Well nothing gets power so, off to the power supply Here's the LCD Power supply (PSU). Its job is to take the 120 RMS wall AC and convert it into a useful set of voltages.
it unfortunately doesn't do anything.
After checking the psu top to bottom i found that the main switching IC (DATASHEET) wasn't actually doing anything Two reasons why this could happen:
1. A fuse was blown, somewhere
2. something on the output side of the power rail was shorted
3. The IC failed. <winner>
Re-Enabling the IC The power supply wasn't particularly doing anything. 120VAC entered in on one side, but no switching or activity was observed on the other. The switching IC is actually common (a spare was found in an old ATC power supply) I tacked a wire to the 'enable' line of the IC in hopes of starting it back up. No dice.

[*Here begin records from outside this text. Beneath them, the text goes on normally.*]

impl Section {
    fn new(kind: SectionKind, title: &'static str) -> Self {
        Self {
            kind,
            title,
            preamble: None,
            rules: Vec::new(),
            advisory: false,
        }
    }

    fn rule(mut self, id: &'static str, text: impl Into<String>) -> Self {
        self.rules.push(Rule::new(id, text));
        self
    }

    fn rule_if(self, cond: bool, id: &'static str, text: impl FnOnce() -> String) -> Self {
        if cond { self.rule(id, text()) } else { self }
    }

    pub fn is_empty(&self) -> bool {
        self.rules.is_empty() && self.preamble.as_deref().is_none_or(str::is_empty)
    }

    pub fn render_into(&self, out: &mut String) {
        let _ = writeln!(out, "### {}", self.title);
        if let Some(p) = &self.preamble {
            out.push_str(p.trim_end());
            out.push('\n');
        }
        for r in &self.rules {
            let _ = writeln!(out, "- {}", r.text);
        }
        out.push('\n');
    }
}

pub struct SceneBlockArgs<'a> {
    pub scene: &'a ResolvedScene,
    pub lighting: &'a LightingBlueprint,
}

pub fn scene_integration(args: SceneBlockArgs<'_>) -> Section {
    let mut s = Section::new(SectionKind::SceneIntegration, "SCENE INTEGRATION");
    let light = args.lighting.describe();
    match args.scene {
        ResolvedScene::Original => {
            s = s
                .rule(
                    "keep_original_environment",
                    "Keep the environment of Image 1 exactly as photographed; only the clothing \
                     changes.",
                )
                .rule(
                    "light_garment_with_source_light",
                    format!("Light the new garment with the photo's existing lighting: {light}."),
                );
        }
        ResolvedScene::Preset(scene) => {
            s.preamble = Some(build_scene_prompt(scene));
            s = relight_rules(s, &light);
        }
        ResolvedScene::Freeform(text) => {
            s.preamble = Some(format!("Environment: {text}"));
            s = relight_rules(s, &light);
        }
    }
    s.rule(
        "match_grain_and_focus",
        "Match sensor grain, noise, sharpness and depth of field between the person and the \
         environment; the result must read as a single photograph.",
    )
}

fn relight_rules(s: Section, light: &str) -> Section {
    s.rule(
        "place_subject_in_scene",
        "Photograph the person inside this environment; do not paste a cut-out onto a backdrop.",
    )
    .rule(
        "relight_subject",
        format!(
            "Relight skin, hair and garment to the scene: {light}. Shadows fall in the scene's \
             direction."
        ),
    )
    .rule(
        "contact_shadows",
        "Add contact shadows and ambient occlusion where the person touches the ground or props.",
    )
}

pub struct FaceBlockArgs<'a> {
    pub anchor: Option<&'a str>,
    pub region: Option<NormRect>,
    pub profile: Option<&'a BodyProfile>,
    pub appearance: Option<&'a str>,
    pub identity_references: usize,
    pub strict: bool,
}

pub fn face_lock(args: FaceBlockArgs<'_>) -> Section {
    let anchor = args
        .anchor
        .map(str::trim)
        .filter(|a| !a.is_empty())
        .unwrap_or(DEFAULT_FACE_ANCHOR);
    let measured = args
        .profile
        .map(BodyProfile::face_descriptors)
        .unwrap_or_default();
    let appearance = args
        .appearance
        .map(|a| a.trim().trim_end_matches('.'))
        .filter(|a| !a.is_empty());

    let mut s = Section::new(SectionKind::FaceLock, "IDENTITY LOCK (FACE)")
        .rule("identity_anchor", format!("Preserve {anchor}."))
        .rule(
            "eyes_read_only",
            "Eyes are read-only biometric pixels copied from Image 1.",
        )
        .rule(
            "no_beautification",
            "Do not beautify, slim the face, smooth skin, change age, makeup, expression or \
             hairstyle.",
        )
        .rule_if(!measured.is_empty(), "face_measurements", || {
            format!("Face as measured in Image 1: {}.", join_pairs(&measured))
        })
        .rule_if(appearance.is_some(), "appearance", || {
            format!("Appearance to keep: {}.", appearance.unwrap_or_default())
        })
        .rule_if(args.identity_references > 0, "identity_references", || {
            format!(
                "Images 2-{} show the same person; use them only to confirm facial identity, \
                 never for body or clothing.",
                args.identity_references + 1
            )
        });

    if let Some(r) = args.region {
        let (cx, cy) = r.center();
        let (ct, st) = spatial_tolerances(args.strict);
        s = s.rule(
            "face_spatial_lock",
            format!(
                "Keep the face where it is: box centered at ({cx:.3}, {cy:.3}) of the frame, size \
                 {:.3} x {:.3}; \
                 the center may move at most {:.1}% and the size change at most {:.1}%.",
                r.width,
                r.height,
                ct * 100.0,
                st * 100.0
            ),
        );
    }
    s
}

/// `(center, scale)` tolerances; strict mode halves both.
pub fn spatial_tolerances(strict: bool) -> (f32, f32) {
    if strict {
        (FACE_CENTER_TOLERANCE / 2.0, FACE_SCALE_TOLERANCE / 2.0)
    } else {
        (FACE_CENTER_TOLERANCE, FACE_SCALE_TOLERANCE)
    }
}

pub struct BodyBlockArgs<'a> {
    pub profile: Option<&'a BodyProfile>,
    pub pose: Option<&'a str>,
    pub mode: GenerationMode,
    pub visible_ratio: Option<f32>,
}

pub fn body_lock(args: BodyBlockArgs<'_>) -> Section {
    let measured = args
        .profile
        .map(BodyProfile::body_descriptors)
        .unwrap_or_default();
    let measurements = if measured.is_empty() {
        "No body measurements were possible; copy the visible body exactly as \
         photographed.".to_string()
    } else {
        format!("Body as measured from visible pixels: {}.", join_pairs(&measured))
    };
    let pose = match args.pose.map(str::trim).filter(|p| !p.is_empty()) {
        Some(p) => format!("Keep the pose exactly: {}.", p.trim_end_matches('.')),
        None => "Keep the pose, posture and limb positions from Image 1 unchanged.".to_string(),
    };

    Section::new(SectionKind::BodyLock, "BODY LOCK")
        .rule(
            "no_reshaping",
            "Do not reshape, slim, enlarge, lengthen or re-proportion any part of the body.",
        )
        .rule(
            "copy_not_infer",
            "Copy body proportions from the visible pixels of Image 1; never infer them from the \
             face or from the garment photo.",
        )
        .rule("body_measurements", measurements)
        .rule("keep_pose", pose)
        .rule(
            "garment_conforms_to_body",
            "The garment conforms to the body, never the body to the garment.",
        )
        .rule("no_unseen_regions", unseen_region_rule(args.mode, args.visible_ratio))
}

fn unseen_region_rule(mode: GenerationMode, visible_ratio: Option<f32>) -> String {
    match mode {
        GenerationMode::FullTryOn => {
            "Render only body regions that are visible in Image 1.".to_string()
        }
        GenerationMode::UpperBodyWithFade => {
            let edge = visible_ratio
                .map(|r| format!(" (visible content ends about {:.0}% down the frame)", r * 100.0))
                .unwrap_or_default();
            format!(
                "Image 1 shows the upper body only{edge}; do not extend the body past the \
                 original frame \
                 edge, let the garment fade out where the photo ends."
            )
        }
        GenerationMode::UpperBodyPreviewOnly => {
            "Image 1 shows only the head and shoulders; show the garment's neckline and shoulders \
             only and \
             do not invent a torso, arms or legs."
                .to_string()
        }
    }
}

pub struct GarmentBlockArgs<'a> {
    pub description: Option<&'a str>,
    pub topology: Option<GarmentTopology>,
    pub image_index: usize,
    pub mode: GenerationMode,
}

pub fn garment_fit(args: GarmentBlockArgs<'_>) -> Section {
    let garment = args
        .description
        .map(str::trim)
        .filter(|d| !d.is_empty())
        .map(|d| d.trim_end_matches('.').to_string())
        .unwrap_or_else(|| "the garment shown in the garment reference".to_string());

    let mut s = Section::new(SectionKind::GarmentFit, "GARMENT FIT")
        .rule(
            "garment_source",
            format!("Dress the person in {garment} from Image {}.", args.image_index),
        )
        .rule(
            "garment_fidelity",
            "Reproduce fabric, color, print, pattern scale, trims and closures exactly; do not \
             redesign the garment.",
        )
        .rule(
            "natural_drape",
            "Show natural drape, folds and tension where fabric meets the body.",
        )
        .rule(
            "replace_only_covered",
            "Replace the original clothing only where the new garment covers it.",
        );

    if let Some(t) = args.topology {
        s = s.rule("topology", topology_rule(t, args.mode));
    }
    s
}

fn topology_rule(t: GarmentTopology, mode: GenerationMode) -> String {
    let cropped = mode != GenerationMode::FullTryOn;
    match t {
        GarmentTopology::Dress if cropped => {
            "This is a dress; show only the part of it that falls inside the visible \
             body.".to_string()
        }
        GarmentTopology::Dress => {
            "This is a dress: one continuous piece from neckline to hem, hem length as in the \
             reference."
                .to_string()
        }
        GarmentTopology::TwoPiece if cropped => {
            "This is a two-piece set; render only the upper piece down to the visible edge of the \
             photo and leave the lower piece out."
                .to_string()
        }
        GarmentTopology::TwoPiece => {
            "This is a two-piece set: render both pieces as a coordinated outfit with the \
             waistline as in the reference."
                .to_string()
        }
        GarmentTopology::Top => {
            "This is a top: keep the person's existing lower-body clothing unchanged.".to_string()
        }
        GarmentTopology::Bottom if cropped => {
            "This is a bottom garment; show only the waistband area that is inside the \
             frame.".to_string()
        }
        GarmentTopology::Bottom => {
            "This is a bottom garment: keep the person's existing top unchanged.".to_string()
        }
    }
}

pub struct CoverageBlockArgs<'a> {
    pub coverage: &'a str,
    pub mode: GenerationMode,
    pub visible_ratio: f32,
    pub message: Option<&'a str>,
}

pub fn coverage_constraint(args: CoverageBlockArgs<'_>) -> Section {
    Section::new(SectionKind::CoverageConstraint, "COVERAGE CONSTRAINT")
        .rule(
            "detected_coverage",
            format!(
                "Detected coverage: {} ({:.0}% of the frame height shows the person).",
                args.coverage,
                args.visible_ratio * 100.0
            ),
        )
        .rule(
            "allowed_mode",
            format!("Allowed generation mode: {}.", args.mode),
        )
        .rule_if(args.message.is_some(), "coverage_note", || {
            format!("{}.", args.message.unwrap_or_default().trim_end_matches('.'))
        })
}

pub fn anti_artifact() -> Section {
    Section::new(SectionKind::AntiArtifact, "ANTI-ARTIFACT")
        .rule(
            "hands",
            "Hands keep five fingers each, natural joints, no fusion with fabric.",
        )
        .rule("limbs", "No duplicated, missing or disconnected limbs.")
        .rule(
            "edges",
            "No halos, cut-out edges or seams between the person and the background.",
        )
        .rule(
            "garment_physics",
            "The garment touches the body; nothing floats or clips through skin.",
        )
        .rule(
            "text",
            "No text, logos or watermarks that are not on the garment reference.",
        )
}

pub fn advisory_checklist() -> Section {
    let mut s = Section::new(
        SectionKind::Advisory,
        "SELF-CHECK (advisory; not verified by this pipeline)",
    )
    .rule(
        "check_face",
        "Compare the face with Image 1; if it drifted, redo the face.",
    )
    .rule(
        "check_body",
        "Compare shoulder, waist and hip widths with Image 1; they must match.",
    )
    .rule(
        "check_garment",
        "Compare color and pattern with the garment reference.",
    )
    .rule(
        "check_light",
        "Check that shadow direction on the person matches the environment.",
    );
    s.advisory = true;
    s
}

(Better view of connectors) Here's the main board
Cheat After deciding to reverse engineer the power supply connector, i noticed that on the other side of the board, it was labeled.
so the next step was to feed in the appropriate voltages and see what happens.
TLDR: Label your PCB traces
check it The next part is crucial. after tacking wires to either supply and throwing some input caps in place, run both supplies from power supplies with ameters. You want to know how much either side consumes. This LCD pulls a little over 1 A at 12v, and 300ma at 5V.
Package it up It works, package it back up with the handful of screws you actually saved.

(image of back of monitor with metal emi shielding back on)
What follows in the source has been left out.